DATASET Block Start
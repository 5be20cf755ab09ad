//! Error types for annealing operations.

use thiserror::Error;

/// Error returned by the annealing engine.
///
/// `E` is the error type of the caller's [`StateMover`](crate::sa::StateMover).
/// Movers that cannot fail use [`std::convert::Infallible`].
#[derive(Debug, Error)]
pub enum AnnealError<E> {
    /// A schedule or configuration failed validation.
    #[error("invalid schedule: {0}")]
    InvalidSchedule(String),

    /// The requested calibration duration is not a positive finite number.
    #[error("target run time must be positive and finite, got {0} minutes")]
    InvalidDuration(f64),

    /// Calibration was asked to sample zero steps per round.
    #[error("calibration sample size must be at least 1")]
    InvalidSampleSize,

    /// Every perturbation tried while seeding calibration left the energy unchanged.
    #[error("no energy change observed after {attempts} moves")]
    DegenerateMoves {
        /// Number of moves attempted.
        attempts: usize,
    },

    /// The caller's move operation failed.
    #[error("state move failed")]
    Move(#[source] E),
}

/// Result type alias for annealing operations.
pub type Result<T, E> = std::result::Result<T, AnnealError<E>>;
DATASET Block End
# WHAT THIS TASK INVOLVES:
Produce only the lines from the line containing "pub enum AnnealError<E>" through the line containing "sample size must", inclusive of both, exactly as they stand in the entries above.

# RESPONSE AREA:
pub enum AnnealError<E> {
    /// A schedule or configuration failed validation.
    #[error("invalid schedule: {0}")]
    InvalidSchedule(String),

    /// The requested calibration duration is not a positive finite number.
    #[error("target run time must be positive and finite, got {0} minutes")]
    InvalidDuration(f64),

    /// Calibration was asked to sample zero steps per round.
    #[error("calibration sample size must be at least 1")]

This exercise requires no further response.